U.S. Securities and Exchange Commission

Page 3

 

The Company applied the 40% Test, on an unconsolidated basis, to each subsidiary of the Company and VIE to determine whether such subsidiary or VIE falls within the definition of a Section 3(a)(1)(C) investment company. If time deposits were treated as investment securities, the following three additional wholly-owned subsidiaries of the Company would fail the 40% Test: Beijing Cheerbright Technologies Co., Ltd. (北京齐尔布莱特科技有限公司) (“Beijing Cheerbright”), Beijing Autohome Technologies Co., Ltd. (车智互联(北京)科技有限公司) (“Autohome Technologies”) and Autohome E-commerce Inc. Although none of these companies is engaged or proposes to engage in the business of investing, reinvesting, owning, holding, or trading in securities, and Beijing Cheerbright and Autohome Technologies may also be able to rely on Rule 3a-8 exemption under the Company Act, the Company still treats its investment in these three companies as “bad assets” (i.e., investment securities) for the sole purpose of the 40% Test calculation this time.

Notwithstanding the above analysis, the Company respectfully advises the Staff that it continues to believe that it is consistent with the Commission’s guidance to treat the time deposits as a cash item for purpose of the 40% Test, as further elaborated below:

 

   

All the time deposits held by the Company and its subsidiaries1 (including both the time deposits with a maturity term of no more than three months and of more than three months) feature a high degree of liquidity and safety of principal amount: (a) upon the Company’s demand to the bank to withdraw the money, the relevant redemption proceeds of the Company’s time deposits will be available to the Company on the same business day or next business day upon such demand, and (b) the Company will receive the entire principal amount of the time deposits plus the corresponding interests either upon the early redemption of such time deposits or the expiration of the relevant maturity terms.

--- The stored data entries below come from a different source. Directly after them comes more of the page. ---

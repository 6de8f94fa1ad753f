use dynawrap::Record;

#[derive(Debug, Record)]
#[dynawrap(pk = "USER#{owner}#STORY#{story_id}", sk = "STORY#{story_id}")]
struct Story {
    owner: String,
    story_id: String,
    title: String,
}

fn main() {}
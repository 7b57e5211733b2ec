use pv_select::SelectList;

/// Renders the colour picker twice: styled with `Blue` preselected, then
/// restyled to four rows with `Yellow` selected.
pub fn demo() -> String {
    let mut list = SelectList::new("myList2").extra_attributes(r#"style="font-size:24px""#);
    list.add_option("Red", "Color1", false);
    list.add_option("Blue", "Color2", true);
    list.add_option("Yellow", "Color3", false);
    list.add_option("Green", "Color4", false);
    let first = list.render();

    list.extra_attributes.clear();
    list.size = 4;
    list.select_by_display("Yellow", false);
    list.select_by_value("Color3", false);
    let second = list.render();

    format!("{first}\n<br /><br />\n{second}")
}
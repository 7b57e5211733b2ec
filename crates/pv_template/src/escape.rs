use std::borrow::Cow;

/// Escapes text so it can be placed inside element content or a quoted
/// attribute value. Covers `&`, `<`, `>`, `"` and `'`.
///
/// Returns the input unchanged (borrowed) when nothing needs escaping.
pub fn escape_text(text: &str) -> Cow<'_, str> {
    html_escape::encode_quoted_attribute(text)
}
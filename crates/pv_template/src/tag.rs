use std::fmt;

/// Writer for an HTML opening tag such as `<select name="colors" size="4">`.
///
/// Attribute values are written verbatim, escaping is the caller's job.
/// Raw fragments are appended after all attributes, separated by a single
/// space, and empty fragments are skipped.
#[derive(Debug, Clone, PartialEq, Eq)]
pub struct StartTag {
    name: String,
    attrs: Vec<(String, String)>,
    raw: Vec<String>,
}

impl StartTag {
    pub fn new(name: impl ToString) -> Self {
        Self { name: name.to_string(), attrs: Vec::new(), raw: Vec::new() }
    }

    pub fn attr(mut self, key: impl ToString, value: impl ToString) -> Self {
        self.attrs.push((key.to_string(), value.to_string()));
        self
    }

    /// Adds the attribute only when `cond` holds.
    pub fn attr_if(self, cond: bool, key: impl ToString, value: impl ToString) -> Self {
        if cond { self.attr(key, value) } else { self }
    }

    pub fn raw(mut self, fragment: impl ToString) -> Self {
        let fragment = fragment.to_string();
        if !fragment.is_empty() {
            self.raw.push(fragment);
        }
        self
    }

    pub fn render(&self) -> String {
        self.to_string()
    }
}

impl fmt::Display for StartTag {
    fn fmt(&self, f: &mut fmt::Formatter<'_>) -> fmt::Result {
        write!(f, "<{}", self.name)?;
        for (key, value) in &self.attrs {
            write!(f, " {key}=\"{value}\"")?;
        }
        for fragment in &self.raw {
            write!(f, " {fragment}")?;
        }
        write!(f, ">")
    }
}
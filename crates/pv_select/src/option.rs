use serde::{Deserialize, Serialize};

/// One selectable choice of a [`crate::SelectList`].
#[derive(Debug, Clone, PartialEq, Eq, Serialize, Deserialize)]
pub struct SelectOption {
    /// Text shown to the user, escaped on render
    pub display: String,
    /// Value sent on form submit
    pub value: String,
}

impl SelectOption {
    pub fn new(display: impl Into<String>, value: impl Into<String>) -> Self {
        Self { display: display.into(), value: value.into() }
    }
}
use std::path::PathBuf;

use anyhow::Context;
use pv_select::SelectConfig;
use tracing::debug;

/// Renders every list in `files`, separated by a blank line.
pub fn render_files(files: &[PathBuf]) -> anyhow::Result<String> {
    let mut rendered = Vec::new();
    for path in files {
        debug!(path = %path.display(), "Rendering select lists");
        let configs = SelectConfig::load_all(path)
            .with_context(|| format!("Failed to load select lists from {}", path.display()))?;
        rendered.extend(configs.into_iter().map(|config| config.into_select_list().render()));
    }
    Ok(rendered.join("\n\n"))
}
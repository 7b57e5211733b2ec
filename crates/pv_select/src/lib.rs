mod config;
mod error;
mod option;
mod select_list;

pub use config::*;
pub use error::*;
pub use option::*;
pub use select_list::*;
use std::fs;
use std::path::Path;

use indexmap::IndexMap;
use serde::{Deserialize, Serialize};
use tracing::debug;

use crate::{Error, Result, SelectList};

/// One entry of [`SelectConfig::options`].
#[derive(Debug, Clone, PartialEq, Eq, Serialize, Deserialize)]
#[serde(deny_unknown_fields)]
pub struct OptionEntry {
    pub display: String,
    pub value: String,
    #[serde(default, skip_serializing_if = "std::ops::Not::not")]
    pub selected: bool,
}

/// YAML description of a [`SelectList`].
///
/// `options` are added first, then `choices` (an ordered `value: display`
/// mapping) and finally the `selected_value` / `selected_display` lookups
/// run, in that order.
#[derive(Debug, Clone, Default, PartialEq, Eq, Serialize, Deserialize)]
#[serde(default, deny_unknown_fields)]
pub struct SelectConfig {
    pub name: Option<String>,
    pub size: i64,
    pub extra_attributes: String,
    pub escape_values: bool,
    pub options: Vec<OptionEntry>,
    pub choices: IndexMap<String, String>,
    pub selected_value: Option<String>,
    pub selected_display: Option<String>,
    /// Applies to both `selected_value` and `selected_display`
    pub ignore_case: bool,
}

impl SelectConfig {
    pub fn from_yaml(content: &str) -> Result<Self> {
        Ok(serde_yml::from_str(content)?)
    }

    /// Parses either a single config or a sequence of configs.
    pub fn all_from_yaml(content: &str) -> Result<Vec<Self>> {
        let value: serde_yml::Value = serde_yml::from_str(content)?;
        if value.is_sequence() {
            Ok(serde_yml::from_value(value)?)
        } else {
            Ok(vec![serde_yml::from_value(value)?])
        }
    }

    pub fn load(path: impl AsRef<Path>) -> Result<Self> {
        Self::from_yaml(&read(path.as_ref())?)
    }

    pub fn load_all(path: impl AsRef<Path>) -> Result<Vec<Self>> {
        let configs = Self::all_from_yaml(&read(path.as_ref())?)?;
        debug!(path = %path.as_ref().display(), count = configs.len(), "Loaded select configs");
        Ok(configs)
    }

    pub fn into_select_list(self) -> SelectList {
        let mut list = match self.name {
            Some(name) => SelectList::new(name),
            None => SelectList::unnamed(),
        }
        .size(self.size)
        .extra_attributes(self.extra_attributes)
        .escape_values(self.escape_values);

        for entry in self.options {
            list.add_option(entry.display, entry.value, entry.selected);
        }
        list.add_options(self.choices, false);

        if let Some(value) = &self.selected_value {
            list.select_by_value(value, self.ignore_case);
        }
        if let Some(display) = &self.selected_display {
            list.select_by_display(display, self.ignore_case);
        }
        list
    }
}

impl From<SelectConfig> for SelectList {
    fn from(config: SelectConfig) -> Self {
        config.into_select_list()
    }
}

fn read(path: &Path) -> Result<String> {
    fs::read_to_string(path).map_err(|source| Error::Io { path: path.to_path_buf(), source })
}

#[cfg(test)]
mod tests {
    use std::io::Write;

    use pretty_assertions::assert_eq;

    use super::*;
    use crate::SelectOption;

    const COLORS: &str = r#"
name: myList2
extra_attributes: 'style="font-size:24px"'
options:
  - { display: Red, value: Color1 }
  - { display: Blue, value: Color2, selected: true }
choices:
  Color3: Yellow
  Color4: Green
"#;

    #[test]
    fn test_defaults_for_missing_fields() {
        let actual = SelectConfig::from_yaml("name: bare").unwrap();
        let expected = SelectConfig { name: Some("bare".to_string()), ..Default::default() };
        assert_eq!(actual, expected);
    }

    #[test]
    fn test_into_select_list() {
        let list = SelectConfig::from_yaml(COLORS).unwrap().into_select_list();

        let values: Vec<_> = list.options().iter().map(|o| o.value.as_str()).collect();
        assert_eq!(values, vec!["Color1", "Color2", "Color3", "Color4"]);
        assert_eq!(list.selected(), Some(&SelectOption::new("Blue", "Color2")));
        assert_eq!(list.extra_attributes, r#"style="font-size:24px""#);
        assert_eq!(list.name.as_deref(), Some("myList2"));
    }

    #[test]
    fn test_selected_lookups_run_after_options() {
        let yaml = format!("{COLORS}selected_display: yellow\nignore_case: true\n");
        let list: SelectList = SelectConfig::from_yaml(&yaml).unwrap().into();
        assert_eq!(list.selected_index(), Some(2));
    }

    #[test]
    fn test_selected_value_is_case_sensitive_by_default() {
        let yaml = format!("{COLORS}selected_value: color4\n");
        let list = SelectConfig::from_yaml(&yaml).unwrap().into_select_list();
        assert_eq!(list.selected_index(), Some(1));
    }

    #[test]
    fn test_unnamed_config() {
        let list = SelectConfig::from_yaml("size: 3").unwrap().into_select_list();
        assert_eq!(list.render(), "<select name=\"\" size=\"3\">\n</select>");
    }

    #[test]
    fn test_all_from_yaml_accepts_single_and_sequence() {
        let single = SelectConfig::all_from_yaml("name: one").unwrap();
        assert_eq!(single.len(), 1);

        let many = SelectConfig::all_from_yaml("- name: one\n- name: two\n").unwrap();
        let names: Vec<_> = many.iter().map(|c| c.name.as_deref()).collect();
        assert_eq!(names, vec![Some("one"), Some("two")]);
    }

    #[test]
    fn test_invalid_yaml() {
        let actual = SelectConfig::from_yaml("size: [not, a, number]");
        assert!(matches!(actual, Err(Error::Yaml(_))));
    }

    #[test]
    fn test_unknown_field_is_rejected() {
        let actual = SelectConfig::from_yaml("name: n\noption:\n  - { display: One, value: a }\n");
        assert!(matches!(actual, Err(Error::Yaml(_))));
    }

    #[test]
    fn test_unknown_option_field_is_rejected() {
        let actual =
            SelectConfig::from_yaml("options:\n  - { display: One, value: a, selcted: true }\n");
        assert!(matches!(actual, Err(Error::Yaml(_))));
    }

    #[test]
    fn test_all_from_yaml_keeps_field_error() {
        let actual = SelectConfig::all_from_yaml("size: [not, a, number]").unwrap_err();
        assert!(matches!(actual, Error::Yaml(_)));
        assert!(actual.to_string().contains("invalid type"));
    }

    #[test]
    fn test_all_from_yaml_reports_unknown_field_in_sequence() {
        let actual = SelectConfig::all_from_yaml("- name: a\n- nmae: b\n").unwrap_err();
        assert!(actual.to_string().contains("nmae"));
    }

    #[test]
    fn test_load_from_file() {
        let mut file = tempfile::NamedTempFile::new().unwrap();
        file.write_all(COLORS.as_bytes()).unwrap();

        let actual = SelectConfig::load(file.path()).unwrap();
        let all = SelectConfig::load_all(file.path()).unwrap();

        assert_eq!(actual.options.len(), 2);
        assert_eq!(all, vec![actual]);
    }

    #[test]
    fn test_load_missing_file() {
        let dir = tempfile::tempdir().unwrap();
        let path = dir.path().join("missing.yaml");

        let actual = SelectConfig::load(&path).unwrap_err();

        assert!(matches!(actual, Error::Io { .. }));
        assert!(actual.to_string().contains("missing.yaml"));
    }
}
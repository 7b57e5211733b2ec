mod cli;
mod demo;
mod render;

use clap::Parser;
use tracing_subscriber::EnvFilter;

use crate::cli::{Cli, Command};

fn main() -> anyhow::Result<()> {
    let cli = Cli::parse();
    init_tracing(cli.verbose);

    let output = match cli.command {
        Command::Render { files } => render::render_files(&files)?,
        Command::Demo => demo::demo(),
    };
    println!("{output}");
    Ok(())
}

/// Logs go to stderr so the markup on stdout stays clean. `RUST_LOG` wins
/// over `--verbose`.
fn init_tracing(verbose: bool) {
    let default = if verbose { "debug" } else { "warn" };
    let filter = EnvFilter::try_from_default_env().unwrap_or_else(|_| EnvFilter::new(default));
    tracing_subscriber::fmt()
        .with_env_filter(filter)
        .with_writer(std::io::stderr)
        .init();
}
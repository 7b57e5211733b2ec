use std::borrow::Cow;
use std::fmt;

use derive_setters::Setters;
use pv_template::{StartTag, escape_text};
use tracing::{debug, trace};

use crate::SelectOption;

/// Builds the markup of a `<select>` dropdown.
///
/// Options are kept in insertion order, which is also the render order. At
/// most one option is selected at a time. The list is plain data without
/// interior locking, wrap it in a lock to share it between threads.
///
/// ```
/// use pv_select::SelectList;
///
/// let mut list = SelectList::new("colors").size(4);
/// list.add_option("Red", "Color1", false);
/// list.add_option("Blue", "Color2", true);
///
/// assert_eq!(list.selected().map(|o| o.value.as_str()), Some("Color2"));
/// assert!(list.render().contains(r#"size="4""#));
/// ```
#[derive(Debug, Clone, Default, PartialEq, Eq, Setters)]
#[setters(strip_option, into)]
pub struct SelectList {
    /// Name of the control. `None` renders an empty `name` attribute.
    pub name: Option<String>,

    /// Number of visible rows. Zero or negative leaves `size` out.
    pub size: i64,

    /// Additional attributes written verbatim into the opening tag
    pub extra_attributes: String,

    /// Escape option values the same way display text is escaped. Values are
    /// written verbatim when unset.
    pub escape_values: bool,

    #[setters(skip)]
    options: Vec<SelectOption>,

    #[setters(skip)]
    selected_index: Option<usize>,
}

impl SelectList {
    pub fn new(name: impl Into<String>) -> Self {
        Self { name: Some(name.into()), ..Default::default() }
    }

    /// Creates a list without a name.
    pub fn unnamed() -> Self {
        Self::default()
    }

    /// Appends an option and returns the number of options after the insert.
    ///
    /// The returned value is a count, not the position of the new option.
    pub fn add_option(
        &mut self,
        display: impl Into<String>,
        value: impl Into<String>,
        selected: bool,
    ) -> usize {
        self.options.push(SelectOption::new(display, value));
        if selected {
            self.select_index(self.options.len() - 1);
        }
        self.options.len()
    }

    /// Appends every `(value, display)` entry in iteration order and returns
    /// the number of options afterwards.
    ///
    /// `selected` is applied to each entry in turn, so a `true` flag leaves
    /// the last entry selected.
    pub fn add_options<I, V, D>(&mut self, entries: I, selected: bool) -> usize
    where
        I: IntoIterator<Item = (V, D)>,
        V: Into<String>,
        D: Into<String>,
    {
        for (value, display) in entries {
            self.add_option(display, value, selected);
        }
        self.options.len()
    }

    pub fn item_count(&self) -> usize {
        self.options.len()
    }

    pub fn options(&self) -> &[SelectOption] {
        &self.options
    }

    /// Position of the selected option as last set. Use [`Self::selected`]
    /// for a bounds-checked lookup.
    pub fn selected_index(&self) -> Option<usize> {
        self.selected_index
    }

    /// The selected option, if the selection points at an existing option.
    pub fn selected(&self) -> Option<&SelectOption> {
        self.selected_index.and_then(|index| self.options.get(index))
    }

    pub fn clear_selection(&mut self) {
        self.selected_index = None;
    }

    /// Selects the first option whose value matches. Leaves the selection
    /// untouched when nothing matches.
    pub fn select_by_value(&mut self, value: &str, ignore_case: bool) {
        self.select_first(|option| option.value.as_str(), value, ignore_case);
    }

    /// Selects the first option whose display text matches. Leaves the
    /// selection untouched when nothing matches.
    pub fn select_by_display(&mut self, display: &str, ignore_case: bool) {
        self.select_first(|option| option.display.as_str(), display, ignore_case);
    }

    fn select_first(
        &mut self,
        field: impl Fn(&SelectOption) -> &str,
        needle: &str,
        ignore_case: bool,
    ) {
        let found = self.options.iter().position(|option| {
            let candidate = field(option);
            if ignore_case {
                eq_ignore_case(candidate, needle)
            } else {
                candidate == needle
            }
        });

        match found {
            Some(index) => self.select_index(index),
            None => debug!(needle, ignore_case, "No option matched, selection unchanged"),
        }
    }

    fn select_index(&mut self, index: usize) {
        debug!(name = ?self.name, index, "Selected option");
        self.selected_index = Some(index);
    }

    /// Renders the `<select>` element with one `<option>` per line.
    pub fn render(&self) -> String {
        let selected = self.selected().and(self.selected_index);
        let mut html = StartTag::new("select")
            .attr("name", self.name.as_deref().unwrap_or_default())
            .attr_if(self.size > 0, "size", self.size)
            .raw(&self.extra_attributes)
            .render();

        for (index, option) in self.options.iter().enumerate() {
            let value = if self.escape_values {
                escape_text(&option.value)
            } else {
                Cow::Borrowed(option.value.as_str())
            };
            let tag = StartTag::new("option")
                .attr("value", value)
                .attr_if(selected == Some(index), "selected", "selected");

            html.push_str("\n\t");
            html.push_str(&tag.render());
            html.push_str(&escape_text(&option.display));
            html.push_str("</option>");
        }

        html.push_str("\n</select>");
        trace!(name = ?self.name, options = self.options.len(), "Rendered select list");
        html
    }
}

impl fmt::Display for SelectList {
    fn fmt(&self, f: &mut fmt::Formatter<'_>) -> fmt::Result {
        f.write_str(&self.render())
    }
}

fn eq_ignore_case(a: &str, b: &str) -> bool {
    a.chars()
        .flat_map(char::to_uppercase)
        .eq(b.chars().flat_map(char::to_uppercase))
}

Even with respect to any early redemption proceeds, the Company will still be able to receive an interest rate that is equivalent to the interest rate for demand deposits with the same bank. Therefore, the time deposits meet the criteria that the Commission has applied in interpreting the concept of a cash item.

 

   

Neither the Company nor any of its subsidiaries hold the time deposits with an investment intent, instead they hold the time deposits merely as a prudent means of protecting their capital and maintain liquidity while benefiting from a better interest rate than is available with regular bank deposit accounts.

 

2.

Please further revise the statement referenced in your response to prior comment 1(g) as follows, to the extent accurate: “Since its incorporation in 2013, Beijing Prbrownies Business has been primarily engaged in the aforementioned Beijing Prbrownies Business, and has not been primarily engaged in the business of investing, reinvesting, owning, holding, or trading in securities.”

In response to the Staff’s comment, the Company respectfully advises the Staff to revise the previous submission in the Second Response Letter as the follows:

“Since its incorporation in 2013, Beijing Prbrownies Business has been primarily engaged in the aforementioned Beijing Prbrownies Business, and has not been primarily engaged in the business of investing, reinvesting, owning, holding, or trading in securities;”

*    *    *    *

 

1 

No VIE or subsidiaries of VIE held any time deposits as of March 31, 2023, on an unconsolidated basis.


U.S. Securities and Exchange Commission

Page 4

 

Should any member of the Staff have any questions or comments regarding the Company’s submission set forth above, please do not hesitate to contact our outside legal counsel, Will H. Cai at (852) 3758-1210 or Jie Zhang at (852) 3758-1231.

 

Sincerely,
Autohome Inc.

/s/ Craig Yan Zeng

Craig Yan Zeng, Chief Financial Officer

 

cc:

Quan Long, Chairman of the Board and Chief Executive Officer, Autohome Inc.